New South Wales Premier Gladys Berejiklian has said contact tracers are working rapidly to link five new cases of community transmission found across the state.
"All that genomic testing is in overdrive at the moment," Berejiklian said.
Sydney was put on high alert yesterday after a 45-year-old man, who transports international aircrew from the airport, tested positive to coronavirus.
A few hours later, a couple, aged in their 60s and 70s from Sydney's Northern Beaches, also tested positive to coronavirus.
An NSW health official alleged the Sydney couple did not isolate while awaiting their results, and their positive diagnosis sparked a flurry of warnings for the region.
The official, not permitted to speak publicly, said the couple "took a long time to track down".
Berejiklian today confirmed two new cases – with the virus spreading to Frenchs Forest in Sydney's north.
The five new infections are NSW's first cases of community transmission since December 3.
Health authorities are pleading with anyone who visited a number of sites on Sydney's Northern Beaches to get tested and isolate immediately.
Dozens of Sydneysiders spent the morning lining up at coronavirus testing clinics. The queues are concentrated outside Mona Vale Hospital, in Sydney's northern beaches region. Health authorities are again urging residents to get a Covid-19 test if they have symptoms.
Other states in Australia are monitoring the situation in NSW closely.
Western Australia reopened its borders to NSW and Victoria last week, dropping the 14-day quarantine requirement that had been in place since earlier this year.
Despite Christmas being just around the corner, Premier Mark McGowan said he wouldn't hesitate to close the border if needed.
"We'll continue to monitor the situation," he said yesterday.
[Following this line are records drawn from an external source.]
//! The shared library for Mergington, the extracurricular activity sign-up service.
//!
//! This library provides the core types used by the backend, including typed ids,
//! activity records, request/response shapes, error handling, and logging.

pub mod data;
pub mod errors;
pub mod id;
pub mod log;

pub use serde;
pub use serde_json;
pub use tracing;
NSW Health Minister Brad Hazzard said other states and territories should let NSW do its job and track the cases – without borders being shut down again.
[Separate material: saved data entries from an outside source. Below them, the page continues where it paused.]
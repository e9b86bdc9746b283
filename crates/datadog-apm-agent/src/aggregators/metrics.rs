// Copyright 2023-Present Datadog, Inc. https://www.datadoghq.com/
// SPDX-License-Identifier: Apache-2.0

use std::collections::HashMap;
use std::time::Duration;

use serde::Serialize;

/// Accumulated timing statistics for one metric. Times are in seconds.
#[derive(Debug, Clone, Copy, Default, PartialEq, Serialize)]
pub struct MetricStats {
    #[serde(rename = "callCount")]
    pub call_count: u64,
    pub total: f64,
    pub min: f64,
    pub max: f64,
    #[serde(rename = "sumOfSquares")]
    pub sum_of_squares: f64,
}

impl MetricStats {
    pub fn record(&mut self, duration: Duration) {
        let seconds = duration.as_secs_f64();
        if self.call_count == 0 || seconds < self.min {
            self.min = seconds;
        }
        if seconds > self.max {
            self.max = seconds;
        }
        self.call_count += 1;
        self.total += seconds;
        self.sum_of_squares += seconds * seconds;
    }

    pub fn increment_call_count(&mut self, count: u64) {
        self.call_count += count;
    }
}

#[derive(Debug, Clone, PartialEq, Eq, Hash, PartialOrd, Ord, Serialize)]
pub struct MetricKey {
    pub name: String,
    #[serde(skip_serializing_if = "Option::is_none")]
    pub scope: Option<String>,
}

#[derive(Debug, Clone, Default, PartialEq, Serialize)]
pub struct MetricsPayload {
    pub metrics: Vec<(MetricKey, MetricStats)>,
}

impl MetricsPayload {
    pub fn is_empty(&self) -> bool {
        self.metrics.is_empty()
    }

    pub fn get(&self, name: &str, scope: Option<&str>) -> Option<&MetricStats> {
        self.metrics
            .iter()
            .find(|(key, _)| key.name == name && key.scope.as_deref() == scope)
            .map(|(_, stats)| stats)
    }
}

/// Unscoped metrics are keyed by name, scoped ones by (scope, name).
#[derive(Debug, Clone, Default)]
pub struct MetricAggregator {
    unscoped: HashMap<String, MetricStats>,
    scoped: HashMap<String, HashMap<String, MetricStats>>,
}

impl MetricAggregator {
    pub fn new() -> Self {
        Self::default()
    }

    pub fn get_or_create_metric(&mut self, name: &str, scope: Option<&str>) -> &mut MetricStats {
        let metrics = match scope {
            Some(scope) => self.scoped.entry(scope.to_string()).or_default(),
            None => &mut self.unscoped,
        };
        metrics.entry(name.to_string()).or_default()
    }

    pub fn get_metric(&self, name: &str, scope: Option<&str>) -> Option<&MetricStats> {
        match scope {
            Some(scope) => self.scoped.get(scope)?.get(name),
            None => self.unscoped.get(name),
        }
    }

    pub fn record(&mut self, name: &str, scope: Option<&str>, duration: Duration) {
        self.get_or_create_metric(name, scope).record(duration);
    }

    pub fn increment(&mut self, name: &str) {
        self.get_or_create_metric(name, None).increment_call_count(1);
    }

    pub fn is_empty(&self) -> bool {
        self.unscoped.is_empty() && self.scoped.values().all(HashMap::is_empty)
    }

    /// Takes every metric, sorted by key.
    pub fn drain(&mut self) -> MetricsPayload {
        let unscoped = self.unscoped.drain().map(|(name, stats)| {
            (MetricKey { name, scope: None }, stats)
        });
        let scoped = self.scoped.drain().flat_map(|(scope, metrics)| {
            metrics.into_iter().map(move |(name, stats)| {
                (
                    MetricKey {
                        name,
                        scope: Some(scope.clone()),
                    },
                    stats,
                )
            })
        });
        let mut metrics: Vec<_> = unscoped.chain(scoped).collect();
        metrics.sort_by(|a, b| a.0.cmp(&b.0));
        MetricsPayload { metrics }
    }

    pub fn clear(&mut self) {
        self.unscoped.clear();
        self.scoped.clear();
    }
}

#[cfg(test)]
mod tests {
    use super::*;

    #[test]
    fn test_record_stats() {
        let mut stats = MetricStats::default();
        stats.record(Duration::from_millis(500));
        stats.record(Duration::from_millis(1500));

        assert_eq!(stats.call_count, 2);
        assert!((stats.total - 2.0).abs() < f64::EPSILON);
        assert!((stats.min - 0.5).abs() < f64::EPSILON);
        assert!((stats.max - 1.5).abs() < f64::EPSILON);
        assert!((stats.sum_of_squares - 2.5).abs() < f64::EPSILON);
    }

    #[test]
    fn test_scoped_and_unscoped_are_separate() {
        let mut aggregator = MetricAggregator::new();
        aggregator.record("Datastore/select", Some("WebTransaction/users"), Duration::from_millis(3));
        aggregator.increment("Datastore/select");

        assert_eq!(
            aggregator
                .get_metric("Datastore/select", Some("WebTransaction/users"))
                .map(|stats| stats.call_count),
            Some(1)
        );
        assert_eq!(
            aggregator
                .get_metric("Datastore/select", None)
                .map(|stats| stats.call_count),
            Some(1)
        );
        assert!(aggregator.get_metric("Datastore/select", Some("other")).is_none());
    }

    #[test]
    fn test_drain_sorted_by_key() {
        let mut aggregator = MetricAggregator::new();
        aggregator.increment("b");
        aggregator.increment("a");
        aggregator.record("child", Some("scope"), Duration::from_millis(1));

        let payload = aggregator.drain();
        assert!(aggregator.is_empty());
        let names: Vec<&str> = payload.metrics.iter().map(|(key, _)| key.name.as_str()).collect();
        assert_eq!(names, vec!["a", "b", "child"]);
        assert_eq!(
            payload.get("child", Some("scope")).map(|stats| stats.call_count),
            Some(1)
        );
    }
}
// Copyright 2023-Present Datadog, Inc. https://www.datadoghq.com/
// SPDX-License-Identifier: Apache-2.0

//! Transactions and the segment tree they own.
//!
//! A transaction moves through `Active -> Ending -> Ended` exactly once. While `Active` it
//! accepts new segments. `Ending` is the window in which segment `on_end` callbacks run: they
//! may still record exceptions and queue events, but no new segment is accepted. Once `Ended`
//! the finished snapshot is handed to the agent's aggregators and the transaction is inert.

use std::fmt;
use std::sync::{Arc, Mutex, MutexGuard, PoisonError, Weak};
use std::time::{Duration, SystemTime, UNIX_EPOCH};

use serde::Serialize;
use serde_json::{Map, Value};
use tracing::{debug, warn};
use uuid::Uuid;

use crate::agent::Agent;
use crate::aggregators::AggregatedEvent;
use crate::names;

pub mod exception;
pub mod segment;
pub mod trace;

pub use exception::Exception;
pub use segment::{OnEnd, Segment};
pub use trace::{FinishedSegment, SegmentId};

use trace::Trace;

pub const MAX_CUSTOM_ATTRIBUTES: usize = 64;
pub const MAX_ATTRIBUTE_KEY_LENGTH: usize = 255;

pub(crate) fn new_span_id() -> String {
    let mut id = Uuid::new_v4().simple().to_string();
    id.truncate(16);
    id
}

pub(crate) fn new_trace_id() -> String {
    Uuid::new_v4().simple().to_string()
}

pub(crate) fn epoch_millis(time: SystemTime) -> u64 {
    time.duration_since(UNIX_EPOCH)
        .map(|elapsed| u64::try_from(elapsed.as_millis()).unwrap_or(u64::MAX))
        .unwrap_or_default()
}

#[derive(Debug, Clone, Copy, PartialEq, Eq, Hash, Serialize)]
#[serde(rename_all = "lowercase")]
pub enum TransactionKind {
    Web,
    Background,
}

impl TransactionKind {
    pub fn metric_prefix(self) -> &'static str {
        match self {
            TransactionKind::Web => names::WEB_TRANSACTION,
            TransactionKind::Background => names::OTHER_TRANSACTION,
        }
    }
}

#[derive(Debug, Clone, Copy, PartialEq, Eq)]
pub enum TransactionStatus {
    Active,
    Ending,
    Ended,
}

struct TransactionState {
    name: String,
    status: TransactionStatus,
    trace: Trace,
    exceptions: Vec<Exception>,
    custom_attributes: Map<String, Value>,
    agent_attributes: Map<String, Value>,
    events: Vec<AggregatedEvent>,
}

pub struct Transaction {
    id: String,
    trace_id: String,
    kind: TransactionKind,
    agent: Weak<Agent>,
    state: Mutex<TransactionState>,
}

impl Transaction {
    pub(crate) fn new(agent: Weak<Agent>, kind: TransactionKind, name: &str) -> Arc<Self> {
        let transaction = Arc::new(Self {
            id: new_span_id(),
            trace_id: new_trace_id(),
            kind,
            agent,
            state: Mutex::new(TransactionState {
                name: name.to_string(),
                status: TransactionStatus::Active,
                trace: Trace::new(name),
                exceptions: Vec::new(),
                custom_attributes: Map::new(),
                agent_attributes: Map::new(),
                events: Vec::new(),
            }),
        });
        debug!(
            "Started {:?} transaction {} ({})",
            kind, transaction.id, name
        );
        transaction
    }

    pub fn id(&self) -> &str {
        &self.id
    }

    pub fn trace_id(&self) -> &str {
        &self.trace_id
    }

    pub fn kind(&self) -> TransactionKind {
        self.kind
    }

    pub fn name(&self) -> String {
        self.lock().name.clone()
    }

    pub fn set_name(&self, name: &str) {
        self.lock().name = name.to_string();
    }

    pub fn metric_name(&self) -> String {
        format!("{}/{}", self.kind.metric_prefix(), self.lock().name)
    }

    pub fn status(&self) -> TransactionStatus {
        self.lock().status
    }

    pub fn is_active(&self) -> bool {
        self.status() == TransactionStatus::Active
    }

    pub fn root_id(&self) -> SegmentId {
        SegmentId::ROOT
    }

    pub fn root(self: &Arc<Self>) -> Segment {
        Segment::new(Arc::clone(self), SegmentId::ROOT)
    }

    pub fn segment(self: &Arc<Self>, id: SegmentId) -> Option<Segment> {
        let exists = self.with_trace(|trace| trace.node(id).is_some());
        exists.then(|| Segment::new(Arc::clone(self), id))
    }

    pub fn segment_count(&self) -> usize {
        self.with_trace(Trace::len)
    }

    /// Opens a segment under `parent` (the root when `None`). Rejected with `None` once the
    /// transaction is no longer active.
    pub fn create_segment(self: &Arc<Self>, parent: Option<SegmentId>, name: &str) -> Option<Segment> {
        let id = {
            let mut state = self.lock();
            if state.status != TransactionStatus::Active {
                warn!(
                    "Not creating segment {} on {:?} transaction {}",
                    name, state.status, self.id
                );
                return None;
            }
            let at = state.trace.elapsed();
            state
                .trace
                .add(parent.unwrap_or(SegmentId::ROOT), name, at)
        };
        Some(Segment::new(Arc::clone(self), id))
    }

    pub(crate) fn end_segment(self: &Arc<Self>, id: SegmentId) -> bool {
        let callbacks = {
            let mut state = self.lock();
            let at = state.trace.elapsed();
            state.trace.end(id, at)
        };
        let Some(callbacks) = callbacks else {
            return false;
        };
        let segment = Segment::new(Arc::clone(self), id);
        for callback in callbacks {
            callback(&segment);
        }
        true
    }

    /// Ends the transaction. Returns `true` only for the call that actually ended it.
    pub fn end(self: &Arc<Self>) -> bool {
        let closed = {
            let mut state = self.lock();
            if state.status != TransactionStatus::Active {
                return false;
            }
            state.status = TransactionStatus::Ending;
            let at = state.trace.elapsed();
            state.trace.close_all(at)
        };

        for (id, callbacks) in closed {
            let segment = Segment::new(Arc::clone(self), id);
            for callback in callbacks {
                callback(&segment);
            }
        }

        let finished = {
            let mut state = self.lock();
            state.status = TransactionStatus::Ended;
            let duration = state
                .trace
                .node(SegmentId::ROOT)
                .and_then(|root| root.duration())
                .unwrap_or_default();
            FinishedTransaction {
                id: self.id.clone(),
                trace_id: self.trace_id.clone(),
                kind: self.kind,
                name: state.name.clone(),
                start_time: state.trace.start_time(),
                duration,
                segments: state.trace.finish(duration),
                exceptions: std::mem::take(&mut state.exceptions),
                custom_attributes: state.custom_attributes.clone(),
                agent_attributes: state.agent_attributes.clone(),
                events: std::mem::take(&mut state.events),
            }
        };

        debug!(
            "Ended transaction {} ({}) with {} segments",
            finished.id,
            finished.name,
            finished.segments.len()
        );
        if let Some(agent) = self.agent.upgrade() {
            agent.record_finished(finished);
        }
        true
    }

    /// Appends an exception. Every recorded exception is kept, in order, until the
    /// transaction ends.
    pub fn record_exception(&self, exception: Exception) -> bool {
        let mut state = self.lock();
        if state.status == TransactionStatus::Ended {
            warn!(
                "Dropping exception {} recorded after transaction {} ended",
                exception.error, self.id
            );
            return false;
        }
        state.exceptions.push(exception);
        true
    }

    pub fn exceptions(&self) -> Vec<Exception> {
        self.lock().exceptions.clone()
    }

    pub fn add_custom_attribute(&self, key: &str, value: impl Into<Value>) -> bool {
        let value = value.into();
        if key.is_empty() || key.len() > MAX_ATTRIBUTE_KEY_LENGTH {
            warn!("Custom attribute key length must be 1-{MAX_ATTRIBUTE_KEY_LENGTH}, got {key:?}");
            return false;
        }
        if !is_primitive(&value) {
            warn!("Custom attribute {key} must be a string, number or boolean");
            return false;
        }
        let mut state = self.lock();
        if state.status == TransactionStatus::Ended {
            return false;
        }
        if !state.custom_attributes.contains_key(key)
            && state.custom_attributes.len() >= MAX_CUSTOM_ATTRIBUTES
        {
            warn!("Maximum number of custom attributes reached, dropping {key}");
            return false;
        }
        state.custom_attributes.insert(key.to_string(), value);
        true
    }

    pub fn custom_attribute(&self, key: &str) -> Option<Value> {
        self.lock().custom_attributes.get(key).cloned()
    }

    pub fn custom_attributes(&self) -> Map<String, Value> {
        self.lock().custom_attributes.clone()
    }

    pub fn add_agent_attribute(&self, key: &str, value: impl Into<Value>) {
        self.lock()
            .agent_attributes
            .insert(key.to_string(), value.into());
    }

    pub fn agent_attributes(&self) -> Map<String, Value> {
        self.lock().agent_attributes.clone()
    }

    /// Queues an event to be handed to the aggregators when the transaction ends.
    pub fn queue_event(&self, event: AggregatedEvent) -> bool {
        let mut state = self.lock();
        if state.status == TransactionStatus::Ended {
            warn!("Dropping event queued after transaction {} ended", self.id);
            return false;
        }
        state.events.push(event);
        true
    }

    pub fn pending_events(&self) -> Vec<AggregatedEvent> {
        self.lock().events.clone()
    }

    pub(crate) fn with_trace<R>(&self, f: impl FnOnce(&Trace) -> R) -> R {
        f(&self.lock().trace)
    }

    pub(crate) fn with_trace_mut<R>(&self, f: impl FnOnce(&mut Trace) -> R) -> R {
        f(&mut self.lock().trace)
    }

    fn lock(&self) -> MutexGuard<'_, TransactionState> {
        self.state.lock().unwrap_or_else(PoisonError::into_inner)
    }
}

impl fmt::Debug for Transaction {
    fn fmt(&self, f: &mut fmt::Formatter<'_>) -> fmt::Result {
        f.debug_struct("Transaction")
            .field("id", &self.id)
            .field("kind", &self.kind)
            .field("name", &self.name())
            .field("status", &self.status())
            .finish()
    }
}

pub(crate) fn is_primitive(value: &Value) -> bool {
    matches!(value, Value::String(_) | Value::Number(_) | Value::Bool(_))
}

/// Immutable snapshot of an ended transaction.
#[derive(Debug, Clone)]
pub struct FinishedTransaction {
    pub id: String,
    pub trace_id: String,
    pub kind: TransactionKind,
    pub name: String,
    pub start_time: SystemTime,
    pub duration: Duration,
    /// Pre-order, root first.
    pub segments: Vec<FinishedSegment>,
    pub exceptions: Vec<Exception>,
    pub custom_attributes: Map<String, Value>,
    pub agent_attributes: Map<String, Value>,
    pub events: Vec<AggregatedEvent>,
}

impl FinishedTransaction {
    pub fn metric_name(&self) -> String {
        format!("{}/{}", self.kind.metric_prefix(), self.name)
    }

    pub fn root(&self) -> Option<&FinishedSegment> {
        self.segments.first()
    }
}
"We're in the middle of a world-wide pandemic. Australia has done very well. NSW is the gateway to the rest of Australia. Let's face it, it is," Hazzard said.
"We're taking thousands of people in from overseas each week. 45 per cent of those come from places like Queensland, Western Australia, other states and territories. We're doing the work for them. I think they should just allow us to do that work as we've done so well."
The prospects of a transtasman bubble between Australia and New Zealand, revealed in more detail earlier this week, also depend on the Covid-19 situation in both countries not significantly changing.
Prime Minister Jacinda Ardern told TVNZ's Breakfast one of the considerations yet to be resolved was the possibility that if there was a large Covid-19 outbreak in Australia and New Zealand closed its borders, there would still be the ability to bring Kiwis back.
"We have to make decisions on how we potentially quarantine thousands of returning individuals who would then need to come back," Ardern said.
A transtasman bubble is expected in the first quarter of 2021 but Ardern has said an official opening date will only be announced next year after more arrangements between the two countries have been made.